§ **WHAT YOU SHOULD DO**
From the listing, collect all lines containing the word "pool".

§ **DATA SUPPLIED**
Segment Open
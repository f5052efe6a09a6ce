use chrono::NaiveDateTime;
use serde::Serialize;
use sqlx::PgExecutor;
use ulid::Ulid;

use crate::utils::{
    database::is_unique_violation,
    pagination::{Paginated, Pagination},
};

#[derive(Serialize, Clone, Debug, sqlx::FromRow)]
pub struct Rate {
    pub id: String,
    pub order_id: String,
    pub customer_id: String,
    pub restaurant_id: String,
    pub rating: i32,
    pub comment: Option<String>,
    pub created_at: NaiveDateTime,
}

#[derive(Debug)]
pub enum Error {
    UnexpectedError,
    AlreadyRated,
}

type Result<T> = std::result::Result<T, Error>;

pub struct CreateRatePayload {
    pub order_id: String,
    pub customer_id: String,
    pub restaurant_id: String,
    pub rating: i32,
    pub comment: Option<String>,
}

pub async fn create<'e, E: PgExecutor<'e>>(e: E, payload: CreateRatePayload) -> Result<Rate> {
    sqlx::query_as::<_, Rate>(
        "
        INSERT INTO rates (
            id,
            order_id,
            customer_id,
            restaurant_id,
            rating,
            comment
        )
        VALUES ($1, $2, $3, $4, $5, $6)
        RETURNING *
        ",
    )
    .bind(Ulid::new().to_string())
    .bind(payload.order_id.clone())
    .bind(payload.customer_id)
    .bind(payload.restaurant_id)
    .bind(payload.rating)
    .bind(payload.comment)
    .fetch_one(e)
    .await
    .map_err(|err| {
        if is_unique_violation(&err) {
            return Error::AlreadyRated;
        }

        tracing::error!(
            "Error occurred while rating order {}: {}",
            payload.order_id,
            err
        );
        Error::UnexpectedError
    })
}

pub async fn find_many_by_restaurant_id<'e, E: PgExecutor<'e> + Copy>(
    e: E,
    restaurant_id: String,
    pagination: Pagination,
) -> Result<Paginated<Rate>> {
    let rates = sqlx::query_as::<_, Rate>(
        "
        SELECT * FROM rates
        WHERE restaurant_id = $1
        ORDER BY created_at DESC
        LIMIT $2 OFFSET $3
        ",
    )
    .bind(restaurant_id.clone())
    .bind(pagination.limit())
    .bind(pagination.offset())
    .fetch_all(e)
    .await
    .map_err(|err| {
        tracing::error!(
            "Error occurred while fetching rates of restaurant {}: {}",
            restaurant_id,
            err
        );
        Error::UnexpectedError
    })?;

    let total = sqlx::query_scalar::<_, i64>("SELECT COUNT(*) FROM rates WHERE restaurant_id = $1")
        .bind(restaurant_id.clone())
        .fetch_one(e)
        .await
        .map_err(|err| {
            tracing::error!(
                "Error occurred while counting rates of restaurant {}: {}",
                restaurant_id,
                err
            );
            Error::UnexpectedError
        })?;

    Ok(Paginated::from_query(rates, total, &pagination))
}
pub mod repository;
mod routes;

pub use routes::get_router;
use super::repository::{self, ProductView};
use axum::{
    extract::{Json, Path, Query, State},
    http::StatusCode,
    response::{IntoResponse, Response},
    routing::{get, put},
    Router,
};
use bigdecimal::BigDecimal;
use itertools::Itertools;
use serde::Deserialize;
use serde_json::json;
use std::sync::Arc;
use validator::Validate;

use crate::{
    modules::{addon, auth::middleware::RestaurantAuth},
    types::Context,
    utils::{
        pagination::Pagination,
        validation::{self, validate_positive_money},
    },
};

fn server_error(message: &str) -> Response {
    (
        StatusCode::INTERNAL_SERVER_ERROR,
        Json(json!({ "error": message })),
    )
        .into_response()
}

fn not_found() -> Response {
    (
        StatusCode::NOT_FOUND,
        Json(json!({ "error": "Product not found" })),
    )
        .into_response()
}

async fn get_products(
    State(ctx): State<Arc<Context>>,
    pagination: Pagination,
    Query(filters): Query<repository::Filters>,
) -> Response {
    match repository::find_many(&ctx.db_conn.pool, pagination, filters).await {
        Ok(products) => (StatusCode::OK, Json(json!(products.map(ProductView::from)))).into_response(),
        Err(_) => server_error("Failed to fetch products"),
    }
}

async fn get_product_by_id(State(ctx): State<Arc<Context>>, Path(id): Path<String>) -> Response {
    let listing = match repository::find_listing_by_id(&ctx.db_conn.pool, id.clone()).await {
        Ok(Some(listing)) => listing,
        Ok(None) => return not_found(),
        Err(_) => return server_error("Failed to fetch product"),
    };

    let addons = match addon::repository::find_many_by_product_id(&ctx.db_conn.pool, id).await {
        Ok(addons) => addons,
        Err(_) => return server_error("Failed to fetch product addons"),
    };

    let mut product = json!(ProductView::from(listing));
    product["addons"] = json!(addons);

    (StatusCode::OK, Json(product)).into_response()
}

#[derive(Deserialize, Validate)]
struct CreateProductPayload {
    category_id: Option<String>,
    #[validate(length(min = 1, max = 150))]
    name: String,
    #[serde(default)]
    #[validate(length(max = 2000))]
    description: String,
    #[validate(url)]
    image: Option<String>,
    #[validate(custom(code = "INVALID_PRICE", function = "validate_positive_money"))]
    price: BigDecimal,
}

async fn create_product(
    State(ctx): State<Arc<Context>>,
    auth: RestaurantAuth,
    Json(payload): Json<CreateProductPayload>,
) -> Response {
    if let Err(errors) = validation::validate(&payload) {
        return errors.into_response();
    }

    match repository::create(
        &ctx.db_conn.pool,
        repository::CreateProductPayload {
            restaurant_id: auth.restaurant.id,
            category_id: payload.category_id,
            name: payload.name,
            description: payload.description,
            image: payload.image,
            price: payload.price,
        },
    )
    .await
    {
        Ok(product) => (StatusCode::CREATED, Json(json!(product))).into_response(),
        Err(_) => server_error("Product creation failed"),
    }
}

#[derive(Deserialize, Validate)]
struct UpdateProductPayload {
    category_id: Option<String>,
    #[validate(length(min = 1, max = 150))]
    name: Option<String>,
    #[validate(length(max = 2000))]
    description: Option<String>,
    #[validate(url)]
    image: Option<String>,
    #[validate(custom(code = "INVALID_PRICE", function = "validate_positive_money"))]
    price: Option<BigDecimal>,
    is_active: Option<bool>,
}

async fn update_product(
    State(ctx): State<Arc<Context>>,
    auth: RestaurantAuth,
    Path(id): Path<String>,
    Json(payload): Json<UpdateProductPayload>,
) -> Response {
    if let Err(errors) = validation::validate(&payload) {
        return errors.into_response();
    }

    match repository::update_owned(
        &ctx.db_conn.pool,
        id,
        auth.restaurant.id,
        repository::UpdateProductPayload {
            category_id: payload.category_id,
            name: payload.name,
            description: payload.description,
            image: payload.image,
            price: payload.price,
            is_active: payload.is_active,
        },
    )
    .await
    {
        Ok(Some(product)) => (StatusCode::OK, Json(json!(product))).into_response(),
        Ok(None) => not_found(),
        Err(_) => server_error("Failed to update product"),
    }
}

async fn delete_product(
    State(ctx): State<Arc<Context>>,
    auth: RestaurantAuth,
    Path(id): Path<String>,
) -> Response {
    match repository::soft_delete_owned(&ctx.db_conn.pool, id, auth.restaurant.id).await {
        Ok(true) => (
            StatusCode::OK,
            Json(json!({ "message": "Product deleted successfully" })),
        )
            .into_response(),
        Ok(false) => not_found(),
        Err(_) => server_error("Failed to delete product"),
    }
}

#[derive(Deserialize)]
struct SetAddonsPayload {
    addon_ids: Vec<String>,
}

async fn set_product_addons(
    State(ctx): State<Arc<Context>>,
    auth: RestaurantAuth,
    Path(id): Path<String>,
    Json(payload): Json<SetAddonsPayload>,
) -> Response {
    let addon_ids = payload.addon_ids.into_iter().unique().collect::<Vec<_>>();

    match repository::find_owned(&ctx.db_conn.pool, id.clone(), auth.restaurant.id.clone()).await {
        Ok(Some(_)) => (),
        Ok(None) => return not_found(),
        Err(_) => return server_error("Failed to fetch product"),
    };

    match addon::repository::count_owned(
        &ctx.db_conn.pool,
        auth.restaurant.id.clone(),
        addon_ids.clone(),
    )
    .await
    {
        Ok(count) if count == addon_ids.len() as i64 => (),
        Ok(_) => {
            return (
                StatusCode::BAD_REQUEST,
                Json(json!({ "error": "Every addon must belong to your restaurant" })),
            )
                .into_response()
        }
        Err(_) => return server_error("Failed to verify addons"),
    };

    let mut tx = match ctx.db_conn.pool.begin().await {
        Ok(tx) => tx,
        Err(err) => {
            tracing::error!("Failed to start transaction: {}", err);
            return server_error("Failed to update product addons");
        }
    };

    if repository::set_addons(&mut *tx, id.clone(), addon_ids).await.is_err() {
        return server_error("Failed to update product addons");
    }

    if let Err(err) = tx.commit().await {
        tracing::error!("Failed to commit addons of product {}: {}", id, err);
        return server_error("Failed to update product addons");
    }

    match addon::repository::find_many_by_product_id(&ctx.db_conn.pool, id).await {
        Ok(addons) => (StatusCode::OK, Json(json!(addons))).into_response(),
        Err(_) => server_error("Failed to fetch product addons"),
    }
}

pub fn get_router() -> Router<Arc<Context>> {
    Router::new()
        .route("/", get(get_products).post(create_product))
        .route(
            "/:id",
            get(get_product_by_id)
                .patch(update_product)
                .delete(delete_product),
        )
        .route("/:id/addons", put(set_product_addons))
}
Segment Closed
§ **TASK RESULT**
    match repository::find_many(&ctx.db_conn.pool, pagination, filters).await {
    let listing = match repository::find_listing_by_id(&ctx.db_conn.pool, id.clone()).await {
    let addons = match addon::repository::find_many_by_product_id(&ctx.db_conn.pool, id).await {
        &ctx.db_conn.pool,
        &ctx.db_conn.pool,
    match repository::soft_delete_owned(&ctx.db_conn.pool, id, auth.restaurant.id).await {
    match repository::find_owned(&ctx.db_conn.pool, id.clone(), auth.restaurant.id.clone()).await {
        &ctx.db_conn.pool,
    let mut tx = match ctx.db_conn.pool.begin().await {
    match addon::repository::find_many_by_product_id(&ctx.db_conn.pool, id).await {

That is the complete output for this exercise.